---- THE DATA

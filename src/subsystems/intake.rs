use super::{FaultType, Subsystem, SubsystemId};
use crate::command::RunCommand;
use alloc::rc::Rc;
use core::cell::RefCell;
use serde::{Deserialize, Serialize};

const BUS_VOLTAGE_MV: f64 = 12000.0;
const FREE_SPEED_RPM: f64 = 600.0;
// Fraction of the velocity error closed per tick
const NOMINAL_RESPONSE: f64 = 0.2;
const DEGRADED_RESPONSE: f64 = 0.05;

#[derive(Debug, Clone, Serialize, Deserialize, PartialEq)]
pub struct IntakeState {
    pub commanded_pct: f64,
    pub voltage_mv: i32,
    pub velocity_rpm: f64,
    pub periodic_count: u64,
}

/// Simulated single-motor roller intake driven by percent voltage.
#[derive(Debug)]
pub struct Intake {
    state: IntakeState,
    fault_state: Option<FaultType>,
}

impl Intake {
    pub fn new() -> Self {
        Self {
            state: IntakeState {
                commanded_pct: 0.0,
                voltage_mv: 0,
                velocity_rpm: 0.0,
                periodic_count: 0,
            },
            fault_state: None,
        }
    }

    /// Sets the motor output as a signed fraction of bus voltage, clamped to [-1, 1].
    pub fn set_pct(&mut self, pct: f64) {
        let pct = if pct.is_nan() { 0.0 } else { pct.clamp(-1.0, 1.0) };
        self.state.commanded_pct = pct;
        self.state.voltage_mv = (pct * BUS_VOLTAGE_MV) as i32;
    }

    pub fn get_state(&self) -> IntakeState {
        self.state.clone()
    }

    pub fn inject_fault(&mut self, fault: FaultType) {
        self.fault_state = Some(fault);
    }

    pub fn clear_faults(&mut self) {
        self.fault_state = None;
    }

    pub fn is_healthy(&self) -> bool {
        self.fault_state.is_none()
    }

    /// A never-ending command that holds the intake at `pct` every tick.
    ///
    /// Typical use is as the default command (`pct = 0.0`) or bound to a button.
    pub fn pct_command(intake: &Rc<RefCell<Intake>>, pct: f64) -> RunCommand {
        let target = Rc::clone(intake);
        RunCommand::new(
            move || target.borrow_mut().set_pct(pct),
            [SubsystemId::of(intake)],
        )
        .named(if pct == 0.0 { "IntakeStop" } else { "IntakePct" })
    }
}

impl Default for Intake {
    fn default() -> Self {
        Self::new()
    }
}

impl Subsystem for Intake {
    fn periodic(&mut self) -> Result<(), FaultType> {
        let response = match self.fault_state {
            Some(fault @ (FaultType::Failed | FaultType::Offline)) => return Err(fault),
            // Keeps running with a sluggish motor
            Some(FaultType::Degraded) => DEGRADED_RESPONSE,
            None => NOMINAL_RESPONSE,
        };

        let target_rpm = self.state.commanded_pct * FREE_SPEED_RPM;
        self.state.velocity_rpm += (target_rpm - self.state.velocity_rpm) * response;
        self.state.periodic_count += 1;

        debug_assert!(
            self.state.velocity_rpm.abs() <= FREE_SPEED_RPM + f64::EPSILON,
            "Intake velocity {} exceeds free speed {}",
            self.state.velocity_rpm,
            FREE_SPEED_RPM
        );

        Ok(())
    }

    fn name(&self) -> &str {
        "intake"
    }
}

--------

PROMPT:
An exact transcription of all the entries is needed.

RESPONSE TO THE EXERCISE:
filename src/subsystems/intake.rs
use super::{FaultType, Subsystem, SubsystemId};
use crate::command::RunCommand;
use alloc::rc::Rc;
use core::cell::RefCell;
use serde::{Deserialize, Serialize};

const BUS_VOLTAGE_MV: f64 = 12000.0;
const FREE_SPEED_RPM: f64 = 600.0;
// Fraction of the velocity error closed per tick
const NOMINAL_RESPONSE: f64 = 0.2;
const DEGRADED_RESPONSE: f64 = 0.05;

#[derive(Debug, Clone, Serialize, Deserialize, PartialEq)]
pub struct IntakeState {
    pub commanded_pct: f64,
    pub voltage_mv: i32,
    pub velocity_rpm: f64,
    pub periodic_count: u64,
}

/// Simulated single-motor roller intake driven by percent voltage.
#[derive(Debug)]
pub struct Intake {
    state: IntakeState,
    fault_state: Option<FaultType>,
}

impl Intake {
    pub fn new() -> Self {
        Self {
            state: IntakeState {
                commanded_pct: 0.0,
                voltage_mv: 0,
                velocity_rpm: 0.0,
                periodic_count: 0,
            },
            fault_state: None,
        }
    }

    /// Sets the motor output as a signed fraction of bus voltage, clamped to [-1, 1].
    pub fn set_pct(&mut self, pct: f64) {
        let pct = if pct.is_nan() { 0.0 } else { pct.clamp(-1.0, 1.0) };
        self.state.commanded_pct = pct;
        self.state.voltage_mv = (pct * BUS_VOLTAGE_MV) as i32;
    }

    pub fn get_state(&self) -> IntakeState {
        self.state.clone()
    }

    pub fn inject_fault(&mut self, fault: FaultType) {
        self.fault_state = Some(fault);
    }

    pub fn clear_faults(&mut self) {
        self.fault_state = None;
    }

    pub fn is_healthy(&self) -> bool {
        self.fault_state.is_none()
    }

    /// A never-ending command that holds the intake at `pct` every tick.
    ///
    /// Typical use is as the default command (`pct = 0.0`) or bound to a button.
    pub fn pct_command(intake: &Rc<RefCell<Intake>>, pct: f64) -> RunCommand {
        let target = Rc::clone(intake);
        RunCommand::new(
            move || target.borrow_mut().set_pct(pct),
            [SubsystemId::of(intake)],
        )
        .named(if pct == 0.0 { "IntakeStop" } else { "IntakePct" })
    }
}

impl Default for Intake {
    fn default() -> Self {
        Self::new()
    }
}

impl Subsystem for Intake {
    fn periodic(&mut self) -> Result<(), FaultType> {
        let response = match self.fault_state {
            Some(fault @ (FaultType::Failed | FaultType::Offline)) => return Err(fault),
            // Keeps running with a sluggish motor
            Some(FaultType::Degraded) => DEGRADED_RESPONSE,
            None => NOMINAL_RESPONSE,
        };

        let target_rpm = self.state.commanded_pct * FREE_SPEED_RPM;
        self.state.velocity_rpm += (target_rpm - self.state.velocity_rpm) * response;
        self.state.periodic_count += 1;

        debug_assert!(
            self.state.velocity_rpm.abs() <= FREE_SPEED_RPM + f64::EPSILON,
            "Intake velocity {} exceeds free speed {}",
            self.state.velocity_rpm,
            FREE_SPEED_RPM
        );

        Ok(())
    }

    fn name(&self) -> &str {
        "intake"
    }
}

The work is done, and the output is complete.